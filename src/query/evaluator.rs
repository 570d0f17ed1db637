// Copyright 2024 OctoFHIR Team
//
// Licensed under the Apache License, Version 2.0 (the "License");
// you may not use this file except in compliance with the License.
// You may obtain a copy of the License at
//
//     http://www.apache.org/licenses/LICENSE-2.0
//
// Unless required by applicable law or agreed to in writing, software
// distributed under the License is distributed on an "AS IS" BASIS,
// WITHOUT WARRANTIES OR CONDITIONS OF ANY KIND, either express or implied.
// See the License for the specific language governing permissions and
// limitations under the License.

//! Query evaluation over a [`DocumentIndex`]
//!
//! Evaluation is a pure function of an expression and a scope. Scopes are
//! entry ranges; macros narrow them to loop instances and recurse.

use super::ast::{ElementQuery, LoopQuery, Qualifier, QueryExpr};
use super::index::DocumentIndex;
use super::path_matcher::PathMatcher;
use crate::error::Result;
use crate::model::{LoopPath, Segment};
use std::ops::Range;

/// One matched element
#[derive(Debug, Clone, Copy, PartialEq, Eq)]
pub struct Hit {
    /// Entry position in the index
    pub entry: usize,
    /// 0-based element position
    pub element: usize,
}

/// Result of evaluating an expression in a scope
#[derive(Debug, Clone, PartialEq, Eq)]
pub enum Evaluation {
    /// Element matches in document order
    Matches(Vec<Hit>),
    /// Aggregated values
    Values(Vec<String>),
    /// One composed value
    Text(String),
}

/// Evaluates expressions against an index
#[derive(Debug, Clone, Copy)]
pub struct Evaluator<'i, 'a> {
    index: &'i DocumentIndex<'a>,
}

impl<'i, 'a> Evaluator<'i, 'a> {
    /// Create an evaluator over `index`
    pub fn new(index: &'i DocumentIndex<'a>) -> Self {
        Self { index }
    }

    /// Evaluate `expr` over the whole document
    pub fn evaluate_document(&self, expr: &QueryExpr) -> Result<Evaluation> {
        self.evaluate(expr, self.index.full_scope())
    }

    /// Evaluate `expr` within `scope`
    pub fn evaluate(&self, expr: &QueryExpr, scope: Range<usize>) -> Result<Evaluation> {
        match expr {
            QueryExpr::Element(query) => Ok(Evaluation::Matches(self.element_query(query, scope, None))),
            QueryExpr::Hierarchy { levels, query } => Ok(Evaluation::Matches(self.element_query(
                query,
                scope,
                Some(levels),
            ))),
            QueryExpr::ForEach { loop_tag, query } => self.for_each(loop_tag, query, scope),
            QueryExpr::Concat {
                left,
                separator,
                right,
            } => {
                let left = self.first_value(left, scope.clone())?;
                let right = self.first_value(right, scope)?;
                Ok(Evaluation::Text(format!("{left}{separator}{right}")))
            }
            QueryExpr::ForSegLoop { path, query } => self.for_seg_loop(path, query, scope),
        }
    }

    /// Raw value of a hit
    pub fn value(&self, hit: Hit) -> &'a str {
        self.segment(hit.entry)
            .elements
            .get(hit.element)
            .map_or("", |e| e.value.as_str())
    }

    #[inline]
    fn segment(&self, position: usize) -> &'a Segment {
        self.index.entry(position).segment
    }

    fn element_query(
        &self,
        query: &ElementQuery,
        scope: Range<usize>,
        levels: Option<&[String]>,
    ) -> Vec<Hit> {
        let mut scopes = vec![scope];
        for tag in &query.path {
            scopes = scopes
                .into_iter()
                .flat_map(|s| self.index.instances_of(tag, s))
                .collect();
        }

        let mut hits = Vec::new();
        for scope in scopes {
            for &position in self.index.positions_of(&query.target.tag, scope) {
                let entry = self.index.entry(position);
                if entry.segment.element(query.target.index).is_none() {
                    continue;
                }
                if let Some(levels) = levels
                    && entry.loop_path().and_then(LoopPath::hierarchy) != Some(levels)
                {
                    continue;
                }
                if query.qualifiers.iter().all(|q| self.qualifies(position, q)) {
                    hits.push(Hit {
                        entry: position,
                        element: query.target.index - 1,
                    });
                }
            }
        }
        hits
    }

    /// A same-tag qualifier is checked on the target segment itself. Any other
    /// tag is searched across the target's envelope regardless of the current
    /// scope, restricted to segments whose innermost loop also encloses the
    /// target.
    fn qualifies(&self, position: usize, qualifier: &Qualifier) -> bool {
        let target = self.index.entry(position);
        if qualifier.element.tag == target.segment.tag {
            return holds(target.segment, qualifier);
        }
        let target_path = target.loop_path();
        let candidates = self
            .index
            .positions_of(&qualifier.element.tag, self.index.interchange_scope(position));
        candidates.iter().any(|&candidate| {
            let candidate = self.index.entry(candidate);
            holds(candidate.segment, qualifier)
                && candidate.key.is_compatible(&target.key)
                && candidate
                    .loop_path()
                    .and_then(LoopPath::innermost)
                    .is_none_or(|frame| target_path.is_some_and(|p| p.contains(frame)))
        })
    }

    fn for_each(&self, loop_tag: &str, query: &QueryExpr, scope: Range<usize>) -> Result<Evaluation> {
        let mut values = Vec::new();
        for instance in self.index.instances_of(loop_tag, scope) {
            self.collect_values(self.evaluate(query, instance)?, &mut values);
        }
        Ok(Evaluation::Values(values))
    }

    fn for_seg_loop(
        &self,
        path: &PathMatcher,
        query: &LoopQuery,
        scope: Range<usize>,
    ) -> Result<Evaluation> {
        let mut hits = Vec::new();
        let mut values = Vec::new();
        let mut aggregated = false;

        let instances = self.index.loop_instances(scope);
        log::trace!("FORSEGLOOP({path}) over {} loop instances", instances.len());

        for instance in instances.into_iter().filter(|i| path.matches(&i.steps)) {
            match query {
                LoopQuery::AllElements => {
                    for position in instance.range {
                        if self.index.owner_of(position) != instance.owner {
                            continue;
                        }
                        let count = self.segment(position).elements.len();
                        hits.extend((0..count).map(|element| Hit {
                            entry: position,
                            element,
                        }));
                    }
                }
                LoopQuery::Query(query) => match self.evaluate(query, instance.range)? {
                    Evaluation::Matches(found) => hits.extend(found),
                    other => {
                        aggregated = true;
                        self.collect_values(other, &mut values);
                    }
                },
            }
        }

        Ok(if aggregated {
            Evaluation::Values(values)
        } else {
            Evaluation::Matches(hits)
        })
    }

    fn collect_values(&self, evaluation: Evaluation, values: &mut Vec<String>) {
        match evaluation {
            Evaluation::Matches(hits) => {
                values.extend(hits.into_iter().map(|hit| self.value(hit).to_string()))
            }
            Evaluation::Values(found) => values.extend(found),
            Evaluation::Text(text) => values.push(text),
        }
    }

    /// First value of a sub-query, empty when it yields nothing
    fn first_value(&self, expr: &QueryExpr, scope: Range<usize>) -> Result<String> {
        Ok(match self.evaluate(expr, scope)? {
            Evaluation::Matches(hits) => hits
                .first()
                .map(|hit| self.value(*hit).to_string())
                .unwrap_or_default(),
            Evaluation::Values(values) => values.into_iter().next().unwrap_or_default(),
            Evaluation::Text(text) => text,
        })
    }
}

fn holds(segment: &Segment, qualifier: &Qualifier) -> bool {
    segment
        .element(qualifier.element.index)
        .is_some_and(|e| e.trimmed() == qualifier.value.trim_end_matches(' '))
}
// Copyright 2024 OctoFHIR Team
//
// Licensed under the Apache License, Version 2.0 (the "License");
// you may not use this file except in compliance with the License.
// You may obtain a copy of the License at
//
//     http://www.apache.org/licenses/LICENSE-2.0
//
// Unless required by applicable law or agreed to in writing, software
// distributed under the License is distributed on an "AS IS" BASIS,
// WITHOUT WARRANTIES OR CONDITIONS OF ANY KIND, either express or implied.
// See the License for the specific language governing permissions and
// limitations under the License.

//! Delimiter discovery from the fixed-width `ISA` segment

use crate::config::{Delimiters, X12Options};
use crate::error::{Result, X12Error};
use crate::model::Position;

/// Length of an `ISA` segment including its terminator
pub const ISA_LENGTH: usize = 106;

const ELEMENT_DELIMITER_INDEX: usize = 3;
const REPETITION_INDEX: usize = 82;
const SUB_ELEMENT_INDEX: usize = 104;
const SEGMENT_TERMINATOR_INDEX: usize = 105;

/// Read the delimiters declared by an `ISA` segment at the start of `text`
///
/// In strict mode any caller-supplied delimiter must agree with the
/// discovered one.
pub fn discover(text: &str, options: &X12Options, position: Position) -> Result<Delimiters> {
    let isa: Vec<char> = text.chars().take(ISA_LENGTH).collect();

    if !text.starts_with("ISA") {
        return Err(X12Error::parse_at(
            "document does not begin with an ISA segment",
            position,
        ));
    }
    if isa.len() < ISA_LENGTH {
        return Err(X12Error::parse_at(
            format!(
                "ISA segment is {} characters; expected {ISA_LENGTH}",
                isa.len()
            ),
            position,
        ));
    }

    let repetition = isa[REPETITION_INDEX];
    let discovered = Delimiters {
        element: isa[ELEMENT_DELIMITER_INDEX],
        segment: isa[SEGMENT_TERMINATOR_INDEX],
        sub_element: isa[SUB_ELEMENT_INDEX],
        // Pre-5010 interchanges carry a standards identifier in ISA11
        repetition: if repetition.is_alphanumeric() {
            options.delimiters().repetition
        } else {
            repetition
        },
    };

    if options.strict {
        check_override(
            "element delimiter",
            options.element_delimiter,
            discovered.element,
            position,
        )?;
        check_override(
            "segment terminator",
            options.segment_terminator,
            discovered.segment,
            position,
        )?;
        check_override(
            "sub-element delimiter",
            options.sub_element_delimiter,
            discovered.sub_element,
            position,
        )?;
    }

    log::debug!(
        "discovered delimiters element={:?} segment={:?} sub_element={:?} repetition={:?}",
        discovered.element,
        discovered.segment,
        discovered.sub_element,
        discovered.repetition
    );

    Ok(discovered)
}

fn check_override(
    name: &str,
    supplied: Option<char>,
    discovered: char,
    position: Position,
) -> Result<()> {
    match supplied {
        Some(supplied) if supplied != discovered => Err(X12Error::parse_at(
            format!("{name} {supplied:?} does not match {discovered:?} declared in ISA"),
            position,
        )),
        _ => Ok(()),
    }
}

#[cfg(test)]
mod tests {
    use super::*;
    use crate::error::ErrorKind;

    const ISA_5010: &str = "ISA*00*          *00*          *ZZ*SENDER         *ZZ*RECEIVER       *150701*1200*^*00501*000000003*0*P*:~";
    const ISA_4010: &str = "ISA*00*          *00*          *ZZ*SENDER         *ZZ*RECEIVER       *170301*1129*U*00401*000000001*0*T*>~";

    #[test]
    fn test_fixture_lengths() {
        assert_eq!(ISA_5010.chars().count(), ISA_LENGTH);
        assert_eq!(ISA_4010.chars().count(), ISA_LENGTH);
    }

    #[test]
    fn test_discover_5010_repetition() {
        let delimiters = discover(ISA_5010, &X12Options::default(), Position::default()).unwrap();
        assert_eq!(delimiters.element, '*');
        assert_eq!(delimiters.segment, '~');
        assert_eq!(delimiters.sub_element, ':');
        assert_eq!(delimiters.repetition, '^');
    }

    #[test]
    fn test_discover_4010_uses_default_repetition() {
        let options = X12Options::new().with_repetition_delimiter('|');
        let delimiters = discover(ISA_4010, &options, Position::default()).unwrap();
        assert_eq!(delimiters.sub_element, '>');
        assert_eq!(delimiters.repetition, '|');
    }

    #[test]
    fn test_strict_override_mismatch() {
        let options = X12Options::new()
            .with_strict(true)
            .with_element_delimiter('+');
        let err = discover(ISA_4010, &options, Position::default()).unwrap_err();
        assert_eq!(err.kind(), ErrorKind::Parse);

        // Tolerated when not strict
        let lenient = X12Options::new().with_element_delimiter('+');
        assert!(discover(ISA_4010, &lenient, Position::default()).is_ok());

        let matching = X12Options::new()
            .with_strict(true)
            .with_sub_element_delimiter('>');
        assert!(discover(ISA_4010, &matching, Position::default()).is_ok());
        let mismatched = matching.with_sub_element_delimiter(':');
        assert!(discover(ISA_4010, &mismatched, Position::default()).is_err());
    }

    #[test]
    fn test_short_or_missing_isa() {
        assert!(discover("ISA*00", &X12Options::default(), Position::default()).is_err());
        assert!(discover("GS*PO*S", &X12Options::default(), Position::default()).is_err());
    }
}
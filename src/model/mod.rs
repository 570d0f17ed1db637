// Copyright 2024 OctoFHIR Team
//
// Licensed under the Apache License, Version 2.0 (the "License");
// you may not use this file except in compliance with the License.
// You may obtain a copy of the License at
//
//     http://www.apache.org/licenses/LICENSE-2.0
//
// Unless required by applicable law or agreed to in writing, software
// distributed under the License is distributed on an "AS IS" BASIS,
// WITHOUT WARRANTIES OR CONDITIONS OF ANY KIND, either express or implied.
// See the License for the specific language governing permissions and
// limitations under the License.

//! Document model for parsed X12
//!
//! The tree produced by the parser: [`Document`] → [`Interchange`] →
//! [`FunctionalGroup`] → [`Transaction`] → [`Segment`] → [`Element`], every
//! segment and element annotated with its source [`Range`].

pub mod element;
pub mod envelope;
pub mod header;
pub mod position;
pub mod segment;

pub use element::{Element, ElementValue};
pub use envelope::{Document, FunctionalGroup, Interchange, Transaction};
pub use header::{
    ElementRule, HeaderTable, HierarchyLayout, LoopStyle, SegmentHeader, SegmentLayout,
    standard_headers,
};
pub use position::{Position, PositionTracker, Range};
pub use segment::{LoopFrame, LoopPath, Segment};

* _Exercise_
The total wanted is the number of lines in the entries above that contain "separator". Give it alone.

* _Finished exercise_
2